We didn't do any drinking games, but we did keep a scorecard of gaffes, "oh no he didn't" moments, and obscenely repetitive catch phrases like "my friends", "change", "hope" and "Wall Street/Main Street". Try this sometime, it's pretty fun.
I thought the debate was a draw. Obama didn't bury McCain on the economy like he could have. Somehow, McCain ended up turning an earnest discussion about the economic bailout into some nonsense about earmarks. Newsflash! DaddyMac: earmarks aren't even a small part of why we're trillions of dollars in debt. Still, Obama wasn't as dominant on the economy as he should have been.
That said, this was a debate on foreign policy, and I think any rational person has to agree that while this is McCain's (only?) strong suit, he didn't exactly deliver the smackdown on Obama either. His insistence on belaboring the point of "preconditions" more or less made him look petty and annoying, not like an honorable and decorated vet. And he couldn't even pretend to defend his stance on the Iraq war in the first place.
This debate was really Obama's introduction to some odd crossection of the country that somehow knows little about him (seriously, WTH?) and I'd say that by holding his own against McCain, he proved himself to be Presidential. This is the one debate where he was supposed to be clueless and in over his head. Neither of those things happened, not by a longshot.
Obama was (sometimes too damn) cool, calm, and collected. He has definitely worked on formulating shorter answers, although he still does that whole "uhhhmmm, uhhh" thing far too much for comfort.
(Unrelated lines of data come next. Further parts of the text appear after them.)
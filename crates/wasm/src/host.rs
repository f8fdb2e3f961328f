//! The browser as a [`Host`]: window scroll, timers, animation frames and
//! location history.

use crate::error::{GeneratocError, js_message};
use crate::heading::DomHeading;
use crate::renderer::DomRenderer;
use generatoc_traits::{
    Binding, FrameId, FrameScheduler, Host, HostError, TimerId, TimerScheduler,
};
use generatoc_types::LevelSet;
use std::time::Duration;
use wasm_bindgen::prelude::*;
use web_sys::{Document, Element, ScrollBehavior, ScrollIntoViewOptions, Window};

#[derive(Debug, Clone)]
pub struct DomHost {
    window: Window,
    document: Document,
}

impl DomHost {
    pub fn new() -> Result<Self, GeneratocError> {
        let window = web_sys::window().ok_or_else(|| GeneratocError::host("No window"))?;
        let document = window
            .document()
            .ok_or_else(|| GeneratocError::host("No document"))?;
        Ok(Self { window, document })
    }

    pub fn document(&self) -> &Document {
        &self.document
    }
}

impl TimerScheduler for DomHost {
    fn set_timeout(&self, delay: Duration, callback: Box<dyn FnOnce()>) -> Option<TimerId> {
        let millis = i32::try_from(delay.as_millis()).unwrap_or(i32::MAX);
        let callback = Closure::once_into_js(move || callback());
        match self
            .window
            .set_timeout_with_callback_and_timeout_and_arguments_0(callback.unchecked_ref(), millis)
        {
            Ok(handle) => Some(TimerId(handle as u64)),
            Err(e) => {
                log::warn!("setTimeout failed: {}", js_message(&e));
                None
            }
        }
    }

    fn clear_timeout(&self, id: TimerId) {
        self.window.clear_timeout_with_handle(id.0 as i32);
    }
}

impl FrameScheduler for DomHost {
    fn request_frame(&self, callback: Box<dyn FnOnce()>) -> Option<FrameId> {
        let callback = Closure::once_into_js(move |_timestamp: f64| callback());
        match self.window.request_animation_frame(callback.unchecked_ref()) {
            Ok(handle) => Some(FrameId(handle as u64)),
            Err(e) => {
                log::warn!("requestAnimationFrame failed: {}", js_message(&e));
                None
            }
        }
    }

    fn cancel_frame(&self, id: FrameId) {
        if let Err(e) = self.window.cancel_animation_frame(id.0 as i32) {
            log::warn!("cancelAnimationFrame failed: {}", js_message(&e));
        }
    }
}

impl Host for DomHost {
    type Marker = DomHeading;
    type Renderer = DomRenderer;

    fn find_headings(&self, content: &str, levels: &LevelSet) -> Option<Vec<DomHeading>> {
        let root = self.document.query_selector(content).ok().flatten()?;
        if levels.is_empty() {
            return Some(Vec::new());
        }
        let nodes = match root.query_selector_all(&levels.selector()) {
            Ok(nodes) => nodes,
            Err(e) => {
                log::warn!("Heading query '{}' failed: {}", levels, js_message(&e));
                return Some(Vec::new());
            }
        };
        let headings = (0..nodes.length())
            .filter_map(|i| nodes.get(i))
            .filter_map(|node| node.dyn_into::<Element>().ok())
            .map(DomHeading::new)
            .collect();
        Some(headings)
    }

    fn mount(&self, selector: &str) -> Option<DomRenderer> {
        let element = self.document.query_selector(selector).ok().flatten()?;
        Some(DomRenderer::new(self.document.clone(), element))
    }

    fn scroll_offset(&self) -> f64 {
        self.window.page_y_offset().unwrap_or(0.0)
    }

    fn listen_scroll(&self, handler: Box<dyn FnMut()>) -> Result<Binding, HostError> {
        let mut handler = handler;
        let closure = Closure::<dyn FnMut()>::new(move || handler());
        self.window
            .add_event_listener_with_callback("scroll", closure.as_ref().unchecked_ref())
            .map_err(|e| HostError::Listen {
                event: "scroll",
                message: js_message(&e),
            })?;

        let window = self.window.clone();
        Ok(Binding::new(move || {
            let _ = window
                .remove_event_listener_with_callback("scroll", closure.as_ref().unchecked_ref());
        }))
    }

    fn scroll_to(&self, marker: &DomHeading) {
        let options = ScrollIntoViewOptions::new();
        options.set_behavior(ScrollBehavior::Smooth);
        marker
            .element()
            .scroll_into_view_with_scroll_into_view_options(&options);
    }

    fn fragment(&self) -> Option<String> {
        let hash = self.window.location().hash().ok()?;
        let raw = hash.strip_prefix('#').unwrap_or(&hash);
        if raw.is_empty() {
            return None;
        }
        let decoded = js_sys::decode_uri_component(raw)
            .map(String::from)
            .unwrap_or_else(|_| raw.to_string());
        Some(decoded)
    }

    fn replace_fragment(&self, fragment: &str) -> Result<(), HostError> {
        self.window
            .location()
            .replace(&format!("#{}", fragment))
            .map_err(|e| HostError::History(js_message(&e)))
    }
}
McCain showed why he's becoming increasingly unlikeable. He wouldn't make eye contact with Obama and generally talked to him like he was the hired help. What a jackass!
While I scored it a draw, McCain had more to lose (again, his sole area of expertise) by not separating himself from the crowd. It's like the College Football BCS, McCain may have eked out a victory, but the margin was a last second FG, not a 5 TD blowout, so the net result is a loss in the standings. Today's Gallup poll seems to reflect this.
Barack Obama leads John McCain, 50% to 42% among registered voters in the latest Gallup Poll Daily tracking update for Thursday, Friday, and Saturday -- just one point shy of his strongest showing of the year.So again, Friday was a draw, but McCain ultimately loses. I'm sure my friends of the GOP persuasion will try and spin this otherwise, so go right ahead.
These results, from Sept. 25-27, span the time period since John McCain made the announcement that he was temporarily suspending his campaign and returning to Washington to work for a bipartisan solution to the financial crisis, and since Congressional leaders first announced progress towards the resolution of a financial bailout bill.
The results also include one complete day (Saturday) after the first presidential debate on Friday night. McCain had reached a point where he was tied with Obama earlier in the week, but Obama has gained steadily in each of the last three days' reports. Overall, Obama has gained four percentage points over the last three days, while McCain has lost four points, for an eight-point swing in the "gap" or margin.
Question: What are your post-debate thoughts? Did Obama fail to distinguish himself on the economy? Did McCain drop the ball on foreign policy? Was my BCS poll analogy spot-on or what?